The answer must be a single number: how many lines of the records below contain "matches".

━━ Exercise data

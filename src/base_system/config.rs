//! 配置文件读写与带注释生成。

use std::fs;
use std::io;
use std::path::{Path, PathBuf};

use serde::Serialize;
use serde::de::DeserializeOwned;
use serde_yaml::Value;
use thiserror::Error;

#[derive(Debug, Error)]
pub enum ConfigError {
    #[error("io error at {path}: {source}")]
    Io { path: PathBuf, source: io::Error },
    #[error("invalid yaml at {path}: {source}")]
    Parse {
        path: PathBuf,
        source: serde_yaml::Error,
    },
    #[error("validation error: {0}")]
    Validation(String),
}

#[derive(Debug, Clone, Copy)]
pub struct FieldMeta {
    pub name: &'static str,
    pub description: &'static str,
}

pub trait ConfigSpec: Serialize + DeserializeOwned + Default {
    const FILE_NAME: &'static str;
    fn fields() -> &'static [FieldMeta];

    /// 读取后的取值校验；默认不做限制。
    fn validate(&self) -> Result<(), String> {
        Ok(())
    }
}

/// 读取配置文件，不存在时按默认值生成（带注释）。
///
/// 路径解析：
/// - `config_path` 为 Some：直接使用该路径
/// - 否则若 `base_dir` 为 Some：使用 `base_dir/FILE_NAME`
/// - 都为 None：使用当前目录下的 `FILE_NAME`
pub fn load_or_create_with_base<T: ConfigSpec>(
    config_path: Option<&Path>,
    base_dir: Option<&Path>,
) -> Result<T, ConfigError> {
    let path = resolve_path::<T>(config_path, base_dir);
    ensure_parent(&path)?;

    if !path.exists() {
        let default_config = T::default();
        write_with_comments(&default_config, &path)?;
        return Ok(default_config);
    }

    let raw = fs::read_to_string(&path).map_err(|source| ConfigError::Io {
        path: path.clone(),
        source,
    })?;

    let user_yaml: Value = serde_yaml::from_str(&raw).map_err(|source| ConfigError::Parse {
        path: path.clone(),
        source,
    })?;
    let missing = missing_fields::<T>(&user_yaml);

    let mut merged = serde_yaml::to_value(T::default())
        .map_err(|err| ConfigError::Validation(err.to_string()))?;
    merge_values(&mut merged, user_yaml);

    let config: T =
        serde_yaml::from_value(merged).map_err(|err| ConfigError::Validation(err.to_string()))?;
    config.validate().map_err(ConfigError::Validation)?;

    // 老版本配置缺字段时补齐并重写注释
    if missing {
        write_with_comments(&config, &path)?;
    }

    Ok(config)
}

pub fn write_with_comments<T: ConfigSpec>(config: &T, path: &Path) -> Result<(), ConfigError> {
    ensure_parent(path)?;
    let yaml = generate_yaml_with_comments(config)?;
    fs::write(path, yaml).map_err(|source| ConfigError::Io {
        path: path.to_path_buf(),
        source,
    })
}

pub fn generate_yaml_with_comments<T: ConfigSpec>(config: &T) -> Result<String, ConfigError> {
    let value =
        serde_yaml::to_value(config).map_err(|err| ConfigError::Validation(err.to_string()))?;
    let Value::Mapping(mapping) = value else {
        return Err(ConfigError::Validation(
            "config must serialize to a mapping".to_string(),
        ));
    };

    let mut lines = Vec::new();
    for field in T::fields() {
        if !field.description.is_empty() {
            lines.push(format!("# {}", field.description.replace('\n', "\n# ")));
        }
        let key = Value::String(field.name.to_string());
        let val = mapping.get(&key).cloned().unwrap_or(Value::Null);
        let yaml_line = serde_yaml::to_string(&serde_yaml::Mapping::from_iter([(key, val)]))
            .map_err(|err| ConfigError::Validation(err.to_string()))?;
        lines.push(yaml_line.trim().to_string());
    }
    lines.push(String::new());

    Ok(lines.join("\n"))
}

fn missing_fields<T: ConfigSpec>(user_yaml: &Value) -> bool {
    let Value::Mapping(map) = user_yaml else {
        return true;
    };
    T::fields()
        .iter()
        .any(|field| !map.contains_key(Value::String(field.name.to_string())))
}

fn merge_values(default: &mut Value, user: Value) {
    match (default, user) {
        (Value::Mapping(dest), Value::Mapping(src)) => {
            for (key, user_val) in src {
                if let Some(dest_val) = dest.get_mut(&key) {
                    merge_values(dest_val, user_val);
                } else {
                    dest.insert(key, user_val);
                }
            }
        }
        // 空文件解析为 Null：保持默认值
        (_, Value::Null) => {}
        (dest, other) => {
            *dest = other;
        }
    }
}

fn resolve_path<T: ConfigSpec>(path: Option<&Path>, base_dir: Option<&Path>) -> PathBuf {
    if let Some(p) = path {
        p.to_path_buf()
    } else if let Some(base) = base_dir {
        base.join(T::FILE_NAME)
    } else {
        PathBuf::from(T::FILE_NAME)
    }
}

fn ensure_parent(path: &Path) -> Result<(), ConfigError> {
    if let Some(parent) = path.parent()
        && !parent.as_os_str().is_empty()
    {
        fs::create_dir_all(parent).map_err(|source| ConfigError::Io {
            path: parent.to_path_buf(),
            source,
        })?;
    }
    Ok(())
}

#[cfg(test)]
mod tests {
    use super::*;
    use crate::base_system::context::Config;

    #[test]
    fn creates_commented_file_when_missing() {
        let dir = tempfile::tempdir().unwrap();
        let cfg: Config = load_or_create_with_base(None, Some(dir.path())).unwrap();
        assert_eq!(cfg.job_queue_capacity, 200);

        let written = fs::read_to_string(dir.path().join("config.yml")).unwrap();
        assert!(written.contains("# "));
        assert!(written.contains("producer_workers: 5"));
        assert!(written.contains("consumer_workers: 18"));
    }

    #[test]
    fn merges_user_values_and_fills_missing_keys() {
        let dir = tempfile::tempdir().unwrap();
        let path = dir.path().join("config.yml");
        fs::write(&path, "consumer_workers: 3\nsite: kuku\n").unwrap();

        let cfg: Config = load_or_create_with_base(Some(&path), None).unwrap();
        assert_eq!(cfg.consumer_workers, 3);
        assert_eq!(cfg.site, "kuku");
        assert_eq!(cfg.producer_workers, 5);

        let rewritten = fs::read_to_string(&path).unwrap();
        assert!(rewritten.contains("job_queue_capacity: 200"));
        assert!(rewritten.contains("consumer_workers: 3"));
    }

    #[test]
    fn rejects_zero_queue_capacity() {
        let dir = tempfile::tempdir().unwrap();
        let path = dir.path().join("config.yml");
        fs::write(&path, "job_queue_capacity: 0\n").unwrap();

        let err = load_or_create_with_base::<Config>(Some(&path), None).unwrap_err();
        assert!(matches!(err, ConfigError::Validation(_)));
    }

    #[test]
    fn rejects_malformed_yaml() {
        let dir = tempfile::tempdir().unwrap();
        let path = dir.path().join("config.yml");
        fs::write(&path, "producer_workers: [1, 2\n").unwrap();

        let err = load_or_create_with_base::<Config>(Some(&path), None).unwrap_err();
        assert!(matches!(err, ConfigError::Parse { .. }));
    }
}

━━━━

Task response:
2